Filled with excitement and carried away by romance you imagine the fairy tale of living happily ever after.

You do everything you can to protect yourself against anticipating the adjustments you will have to make when living together as fallible human beings. But marriage turns the rose colored glasses you wore into lenses of disappointment, resentment, anger and mistrust – especially when your impending marriage is primarily an exit strategy from controlling, rejecting and abandoning parents.

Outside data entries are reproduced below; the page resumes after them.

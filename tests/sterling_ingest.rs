// taskspine/tests/sterling_ingest.rs
//! Integration tests for the Sterling IR ingest pathway: digest expansion
//! with bounded retry, intent-leaf resolution, the splice algorithm, and
//! the fail-closed blocked outcomes.

use std::collections::HashSet;
use std::sync::atomic::{AtomicU32, Ordering};
use std::sync::Arc;

use async_trait::async_trait;
use serde_json::{json, Value};
use taskspine::error::SpineResult;
use taskspine::events::EventBus;
use taskspine::integration::collaborators::{
    ExpandByDigest, IntentReplacement, IntentResolutionContext, MinecraftData, SterlingExecutor,
};
use taskspine::integration::{NewTask, TaskIntegration};
use taskspine::task::{SterlingMeta, TaskSource, TaskStatus, TaskStep, TaskStore, TaskType};
use taskspine::ExecutorConfig;

/// Scripted Sterling executor: refuses the digest a fixed number of times,
/// then expands to the scripted steps
struct ScriptedSterling {
    refusals: u32,
    refusal_reason: String,
    calls: AtomicU32,
    steps: Vec<TaskStep>,
    replacements: Vec<IntentReplacement>,
}

impl ScriptedSterling {
    fn expanding(steps: Vec<TaskStep>, replacements: Vec<IntentReplacement>) -> Self {
        Self {
            refusals: 0,
            refusal_reason: "blocked_digest_unknown".to_string(),
            calls: AtomicU32::new(0),
            steps,
            replacements,
        }
    }

    fn refusing(times: u32, reason: &str, steps: Vec<TaskStep>) -> Self {
        Self {
            refusals: times,
            refusal_reason: reason.to_string(),
            calls: AtomicU32::new(0),
            steps,
            replacements: Vec::new(),
        }
    }

    fn call_count(&self) -> u32 {
        self.calls.load(Ordering::SeqCst)
    }
}

#[async_trait]
impl SterlingExecutor for ScriptedSterling {
    async fn expand_by_digest(&self, _digest: &str) -> SpineResult<ExpandByDigest> {
        let call = self.calls.fetch_add(1, Ordering::SeqCst);
        if call < self.refusals {
            Ok(ExpandByDigest::Blocked {
                reason: self.refusal_reason.clone(),
            })
        } else {
            Ok(ExpandByDigest::Ok {
                steps: self.steps.clone(),
            })
        }
    }

    async fn resolve_intent_steps(
        &self,
        _context: IntentResolutionContext,
    ) -> SpineResult<Vec<IntentReplacement>> {
        Ok(self.replacements.clone())
    }
}

/// Allowlist-backed Minecraft data stub
struct KnownLeaves(HashSet<String>);

impl KnownLeaves {
    fn of(leaves: &[&str]) -> Self {
        Self(leaves.iter().map(|leaf| leaf.to_string()).collect())
    }
}

impl MinecraftData for KnownLeaves {
    fn known_leaf(&self, leaf: &str) -> bool {
        self.0.contains(leaf)
    }

    fn validate_leaf_args(&self, _leaf: &str, args: &Value) -> bool {
        !args.is_null()
    }
}

fn leaf_step(order: u32, leaf: &str) -> TaskStep {
    TaskStep::leaf(order, leaf, leaf, json!({"arg": true}))
}

fn intent_step(order: u32, name: &str) -> TaskStep {
    let mut step = TaskStep::leaf(order, name, format!("task_type_{}", name), json!({}));
    step.meta.executable = false;
    step
}

fn sterling_task(digest: &str) -> NewTask {
    let mut partial = NewTask::new("Sterling plan", TaskType::SterlingIr, TaskSource::Planner);
    partial.metadata.sterling = Some(SterlingMeta {
        committed_ir_digest: digest.to_string(),
        schema_version: Some("3".to_string()),
        envelope_id: None,
        dedupe_namespace: Some("test".to_string()),
        exec: None,
    });
    partial
}

fn harness(
    sterling: Arc<ScriptedSterling>,
    leaves: &[&str],
    intent_resolve: bool,
) -> Arc<TaskIntegration> {
    let config = ExecutorConfig {
        sterling_intent_resolve: intent_resolve,
        ..Default::default()
    };
    let store = Arc::new(TaskStore::new(64, false));
    let (events, _rx) = EventBus::new();
    Arc::new(
        TaskIntegration::new(store, config, events)
            .with_sterling(sterling)
            .with_minecraft_data(Arc::new(KnownLeaves::of(leaves))),
    )
}

#[tokio::test(start_paused = true)]
async fn clean_expansion_materializes_steps() {
    // Arrange
    let sterling = Arc::new(ScriptedSterling::expanding(
        vec![leaf_step(0, "gather_nearby"), leaf_step(1, "place_block")],
        Vec::new(),
    ));
    let integration = harness(Arc::clone(&sterling), &["gather_nearby", "place_block"], true);

    // Act
    let task = integration.add_task(sterling_task("digest-1")).await.unwrap();

    // Assert
    assert_eq!(task.status, TaskStatus::Pending);
    assert_eq!(task.steps.len(), 2);
    let exec = task.metadata.sterling.unwrap().exec.expect("exec provenance");
    assert_eq!(exec.expansion_mode, "ingest");
    assert_eq!(exec.ingest_retry_count, 0);
    assert_eq!(exec.all_intents_resolved, Some(true));
    assert!(exec.executor_plan_digest.is_some());
    assert_eq!(exec.expansion_digest, exec.executor_plan_digest);
}

#[tokio::test(start_paused = true)]
async fn unknown_digest_is_retried_with_backoff_then_succeeds() {
    let sterling = Arc::new(ScriptedSterling::refusing(
        2,
        "blocked_digest_unknown",
        vec![leaf_step(0, "gather_nearby")],
    ));
    let integration = harness(Arc::clone(&sterling), &["gather_nearby"], true);

    let task = integration.add_task(sterling_task("digest-2")).await.unwrap();

    assert_eq!(sterling.call_count(), 3);
    assert_eq!(task.status, TaskStatus::Pending);
    let exec = task.metadata.sterling.unwrap().exec.unwrap();
    assert_eq!(exec.ingest_retry_count, 2);
    assert!(exec.scheduled_delay_ms >= 150); // 50ms + 100ms
}

#[tokio::test(start_paused = true)]
async fn unknown_digest_exhaustion_blocks_with_provenance() {
    let sterling = Arc::new(ScriptedSterling::refusing(
        10,
        "blocked_digest_unknown",
        Vec::new(),
    ));
    let integration = harness(Arc::clone(&sterling), &[], true);

    let task = integration.add_task(sterling_task("digest-3")).await.unwrap();

    // Initial attempt plus two retries, never more
    assert_eq!(sterling.call_count(), 3);
    assert_eq!(task.status, TaskStatus::PendingPlanning);
    assert_eq!(
        task.metadata.blocked_reason.as_deref(),
        Some("blocked_digest_unknown")
    );
    assert!(task.metadata.blocked_at.is_some());
    let exec = task.metadata.sterling.unwrap().exec.unwrap();
    assert_eq!(exec.ingest_retry_count, 2);
}

#[tokio::test(start_paused = true)]
async fn non_digest_block_is_immediate() {
    let sterling = Arc::new(ScriptedSterling::refusing(10, "blocked_schema_mismatch", Vec::new()));
    let integration = harness(Arc::clone(&sterling), &[], true);

    let task = integration.add_task(sterling_task("digest-4")).await.unwrap();

    assert_eq!(sterling.call_count(), 1);
    assert_eq!(task.status, TaskStatus::PendingPlanning);
    assert_eq!(
        task.metadata.blocked_reason.as_deref(),
        Some("blocked_schema_mismatch")
    );
}

#[tokio::test(start_paused = true)]
async fn missing_digest_is_rejected() {
    let sterling = Arc::new(ScriptedSterling::expanding(Vec::new(), Vec::new()));
    let integration = harness(sterling, &[], true);

    let partial = NewTask::new("Sterling plan", TaskType::SterlingIr, TaskSource::Planner);
    let result = integration.add_task(partial).await;

    assert!(result.is_err());
}

#[tokio::test(start_paused = true)]
async fn partial_intent_resolution_splices_and_blocks() {
    // Arrange: expansion with two intents; only the first resolves
    let expansion = vec![
        leaf_step(0, "gather_nearby"),
        intent_step(1, "craft"),
        leaf_step(2, "navigate_to"),
        intent_step(3, "mine"),
        leaf_step(4, "place_block"),
    ];
    let replacements = vec![
        IntentReplacement {
            intent_step_index: 0,
            resolved: Some(vec![
                TaskStep::leaf(0, "craft planks", "craft_recipe", json!({"recipe": "oak_planks", "count": 4})),
                TaskStep::leaf(1, "craft sticks", "craft_recipe", json!({"recipe": "sticks", "count": 4})),
            ]),
        },
        IntentReplacement {
            intent_step_index: 1,
            resolved: None,
        },
    ];
    let sterling = Arc::new(ScriptedSterling::expanding(expansion, replacements));
    let integration = harness(
        Arc::clone(&sterling),
        &["gather_nearby", "navigate_to", "place_block", "craft_recipe"],
        true,
    );

    // Act
    let task = integration.add_task(sterling_task("digest-6")).await.unwrap();

    // Assert: splice shape
    let leaves: Vec<&str> = task
        .steps
        .iter()
        .filter_map(|step| step.meta.leaf.as_deref())
        .collect();
    assert_eq!(
        leaves,
        vec![
            "gather_nearby",
            "craft_recipe",
            "craft_recipe",
            "navigate_to",
            "task_type_mine",
            "place_block"
        ]
    );

    // Unresolved intents fail closed
    assert_eq!(task.status, TaskStatus::PendingPlanning);
    assert_eq!(
        task.metadata.blocked_reason.as_deref(),
        Some("blocked_unresolved_intents")
    );

    let exec = task.metadata.sterling.unwrap().exec.unwrap();
    assert_eq!(exec.all_intents_resolved, Some(false));
    // The final digest differs from the expansion digest once spliced
    assert_ne!(exec.executor_plan_digest, exec.expansion_digest);
}

#[tokio::test(start_paused = true)]
async fn undispatchable_replacements_block_with_offenders() {
    let expansion = vec![intent_step(0, "craft")];
    let replacements = vec![IntentReplacement {
        intent_step_index: 0,
        resolved: Some(vec![TaskStep::leaf(
            0,
            "use warp drive",
            "warp_drive",
            json!({"target": "moon"}),
        )]),
    }];
    let sterling = Arc::new(ScriptedSterling::expanding(expansion, replacements));
    // warp_drive is not a known leaf
    let integration = harness(Arc::clone(&sterling), &["craft_recipe"], true);

    let task = integration.add_task(sterling_task("digest-7")).await.unwrap();

    assert_eq!(task.status, TaskStatus::PendingPlanning);
    assert_eq!(
        task.metadata.blocked_reason.as_deref(),
        Some("blocked_undispatchable_steps")
    );
    let exec = task.metadata.sterling.unwrap().exec.unwrap();
    assert_eq!(exec.undispatchable_leaves, vec!["warp_drive".to_string()]);
}

#[tokio::test(start_paused = true)]
async fn intent_resolution_kill_switch_fails_closed() {
    let expansion = vec![intent_step(0, "craft")];
    let sterling = Arc::new(ScriptedSterling::expanding(expansion, Vec::new()));
    let integration = harness(Arc::clone(&sterling), &["craft_recipe"], false);

    let task = integration.add_task(sterling_task("digest-8")).await.unwrap();

    assert_eq!(task.status, TaskStatus::PendingPlanning);
    assert_eq!(
        task.metadata.blocked_reason.as_deref(),
        Some("blocked_intent_resolution_disabled")
    );
}

#[tokio::test(start_paused = true)]
async fn digest_dedupe_returns_existing_task() {
    let sterling = Arc::new(ScriptedSterling::expanding(
        vec![leaf_step(0, "gather_nearby")],
        Vec::new(),
    ));
    let integration = harness(Arc::clone(&sterling), &["gather_nearby"], true);

    let first = integration.add_task(sterling_task("digest-9")).await.unwrap();
    let second = integration.add_task(sterling_task("digest-9")).await.unwrap();

    assert_eq!(first.id, second.id);
    // The second call never re-expanded
    assert_eq!(sterling.call_count(), 1);
}
//! Effect application and management-action preconditioning
//!
//! The applier consumes reducer output through an injected dependency
//! surface. Hold effects that target the task whose change produced them
//! must already have been partitioned off and applied in memory before the
//! commit; what reaches the applier here is the cross-task remainder.

use tracing::{debug, warn};

use crate::error::{SpineError, SpineResult};
use crate::protocol::effects::SyncEffect;
use crate::protocol::hold::{apply_hold, clear_hold};
use crate::task::{Hold, HoldReason, Task, TaskStatus};

/// Origin tag carried by every status mutator; protocol-origin mutations
/// suppress re-entrant hook firing
#[derive(Debug, Clone, Copy, PartialEq, Eq)]
pub enum MutationOrigin {
    Runtime,
    Protocol,
}

/// Dependency surface injected into the applier
pub trait EffectContext {
    fn get_task(&self, id: &str) -> Option<Task>;
    /// Commit a mutated task through the store
    fn commit_task(&self, task: Task);
    /// Route a status change through the integration mutator with
    /// protocol origin; never writes to the store directly
    fn route_task_status(&self, id: &str, status: TaskStatus, reason: &str);
    fn update_goal_status(&self, goal_id: &str, status: &str, reason: &str);
}

/// Apply cross-task synchronization effects in order
pub fn apply_sync_effects(ctx: &dyn EffectContext, effects: &[SyncEffect]) {
    for effect in effects {
        match effect {
            SyncEffect::ApplyHold {
                task_id,
                reason,
                next_review_at,
            } => match ctx.get_task(task_id) {
                Some(mut task) => {
                    apply_hold(&mut task, *reason, *next_review_at);
                    ctx.commit_task(task);
                }
                None => warn!(task_id = %task_id, "apply_hold target missing"),
            },
            SyncEffect::ClearHold { task_id } => match ctx.get_task(task_id) {
                Some(mut task) => {
                    clear_hold(&mut task);
                    ctx.commit_task(task);
                }
                None => warn!(task_id = %task_id, "clear_hold target missing"),
            },
            SyncEffect::UpdateTaskStatus {
                task_id,
                status,
                reason,
            } => {
                ctx.route_task_status(task_id, *status, reason);
            }
            SyncEffect::UpdateGoalStatus {
                goal_id,
                status,
                reason,
            } => {
                ctx.update_goal_status(goal_id, status, reason);
            }
            SyncEffect::Noop { reason } => {
                debug!(reason = %reason, "protocol noop effect");
            }
        }
    }
}

/// Management action requested by a user
#[derive(Debug, Clone, Copy, PartialEq)]
pub enum ManagementAction {
    Pause,
    Resume,
    Cancel,
    Prioritize(f64),
}

impl ManagementAction {
    pub fn as_str(&self) -> &'static str {
        match self {
            ManagementAction::Pause => "pause",
            ManagementAction::Resume => "resume",
            ManagementAction::Cancel => "cancel",
            ManagementAction::Prioritize(_) => "prioritize",
        }
    }
}

/// Hold change pre-computed before the management handler runs
#[derive(Debug, Clone, PartialEq)]
pub enum HoldChange {
    None,
    Set(HoldReason),
    Clear,
}

/// Pre-computed plan for a management action, carrying enough state to
/// roll the hold back if the handler rejects the transition
#[derive(Debug, Clone)]
pub struct ManagementPlan {
    pub action: ManagementAction,
    pub next_status: Option<TaskStatus>,
    pub hold_change: HoldChange,
    /// Deep clone of the pre-existing hold, for rollback
    pub previous_hold: Option<Hold>,
}

/// Precondition a management action against the current task state.
///
/// Immutable tasks reject every management action. The hold change is
/// computed here so the handler commits status and hold together.
pub fn plan_management_action(
    task: &Task,
    action: ManagementAction,
) -> SpineResult<ManagementPlan> {
    if task.status.is_immutable() {
        return Err(SpineError::InvalidTransition {
            from: task.status.to_string(),
            to: action.as_str().to_string(),
        });
    }

    let previous_hold = task
        .metadata
        .goal_binding
        .as_ref()
        .and_then(|binding| binding.hold.clone());

    let plan = match action {
        ManagementAction::Pause => {
            if task.status == TaskStatus::Paused {
                return Err(SpineError::InvalidTransition {
                    from: task.status.to_string(),
                    to: "paused".to_string(),
                });
            }
            ManagementPlan {
                action,
                next_status: Some(TaskStatus::Paused),
                hold_change: if task.metadata.goal_binding.is_some() {
                    HoldChange::Set(HoldReason::ManualPause)
                } else {
                    HoldChange::None
                },
                previous_hold,
            }
        }
        ManagementAction::Resume => {
            if task.status != TaskStatus::Paused {
                return Err(SpineError::InvalidTransition {
                    from: task.status.to_string(),
                    to: "pending".to_string(),
                });
            }
            ManagementPlan {
                action,
                next_status: Some(TaskStatus::Pending),
                hold_change: if previous_hold.is_some() {
                    HoldChange::Clear
                } else {
                    HoldChange::None
                },
                previous_hold,
            }
        }
        ManagementAction::Cancel => ManagementPlan {
            action,
            next_status: Some(TaskStatus::Failed),
            hold_change: if previous_hold.is_some() {
                HoldChange::Clear
            } else {
                HoldChange::None
            },
            previous_hold,
        },
        ManagementAction::Prioritize(_) => ManagementPlan {
            action,
            next_status: None,
            hold_change: HoldChange::None,
            previous_hold,
        },
    };

    Ok(plan)
}

/// Apply the pre-computed hold change to an in-memory task
pub fn apply_hold_change(task: &mut Task, plan: &ManagementPlan) {
    match &plan.hold_change {
        HoldChange::None => {}
        HoldChange::Set(reason) => apply_hold(task, *reason, None),
        HoldChange::Clear => {
            clear_hold(task);
        }
    }
}

/// Roll the hold back to its pre-plan state after a rejected transition
pub fn rollback_hold_change(task: &mut Task, plan: &ManagementPlan) {
    if plan.hold_change == HoldChange::None {
        return;
    }
    if let Some(binding) = task.metadata.goal_binding.as_mut() {
        binding.hold = plan.previous_hold.clone();
        task.metadata.touch();
    }
}

#[cfg(test)]
mod tests {
    use super::*;
    use crate::task::{new_task_id, GoalBinding, TaskMetadata, TaskSource, TaskType};
    use chrono::Utc;
    use serde_json::Value;

    fn task_with(status: TaskStatus, bound: bool) -> Task {
        Task {
            id: new_task_id(),
            title: "t".to_string(),
            task_type: TaskType::Mining,
            status,
            source: TaskSource::Goal,
            priority: 0.5,
            urgency: 0.5,
            progress: 0.0,
            steps: Vec::new(),
            parameters: Value::Null,
            metadata: TaskMetadata {
                goal_binding: bound.then(|| GoalBinding {
                    goal_instance_id: "goal-1".to_string(),
                    goal_type: "acquire_item".to_string(),
                    provisional_key: None,
                    verifier: None,
                    goal_id: None,
                    hold: None,
                }),
                ..Default::default()
            },
            created_at: Utc::now(),
            error: None,
            failure_code: None,
        }
    }

    #[test]
    fn immutable_tasks_reject_management() {
        for status in [TaskStatus::Completed, TaskStatus::Failed] {
            let task = task_with(status, true);
            for action in [
                ManagementAction::Pause,
                ManagementAction::Resume,
                ManagementAction::Cancel,
                ManagementAction::Prioritize(0.9),
            ] {
                let result = plan_management_action(&task, action);
                assert!(
                    matches!(result, Err(SpineError::InvalidTransition { .. })),
                    "{:?} on {:?} should be rejected",
                    action,
                    status
                );
            }
        }
    }

    #[test]
    fn pause_on_bound_task_plans_manual_pause() {
        let task = task_with(TaskStatus::Active, true);
        let plan = plan_management_action(&task, ManagementAction::Pause).unwrap();
        assert_eq!(plan.next_status, Some(TaskStatus::Paused));
        assert_eq!(plan.hold_change, HoldChange::Set(HoldReason::ManualPause));
    }

    #[test]
    fn rollback_restores_previous_hold() {
        let mut task = task_with(TaskStatus::Active, true);
        apply_hold(&mut task, HoldReason::WaitingOnPrereq, None);

        let plan = plan_management_action(&task, ManagementAction::Pause).unwrap();
        apply_hold_change(&mut task, &plan);
        assert_eq!(
            task.metadata.goal_binding.as_ref().unwrap().hold.as_ref().unwrap().reason,
            HoldReason::ManualPause
        );

        rollback_hold_change(&mut task, &plan);
        assert_eq!(
            task.metadata.goal_binding.as_ref().unwrap().hold.as_ref().unwrap().reason,
            HoldReason::WaitingOnPrereq
        );
    }

    #[test]
    fn resume_requires_paused() {
        let task = task_with(TaskStatus::Active, true);
        assert!(plan_management_action(&task, ManagementAction::Resume).is_err());
    }
}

Desperation to escape a bad family situation made Brett ripe for the romance and marriage market

Watching his high school friends shack up with their girlfriends and marry made twenty-five year old Brett feel left out. He was lonely and unhappy living with his parents. The youngest in his family of three, he was his mother’s pet and his father’s punch bag. Appeasing his father by not reacting to the taunts and insults heaped his way, Brett tried to get comfort in his work as a computer technician. Engrossed in fixing other people’s technical problems he was able to keep his anger in check. Helping other people solve their issue compensated for the ridicule he got at home.

But he didn’t like being his mother’s emotional savior either. Taking care of her every time his parents argued and fought exhausted him, taking away any hope that maybe one day his ‘goodness’ would be reciprocated. All he got was financial bribes to keep him at home. He never had a serious girl friend and felt bad about himself – stuck depending on his parents and hating them for it.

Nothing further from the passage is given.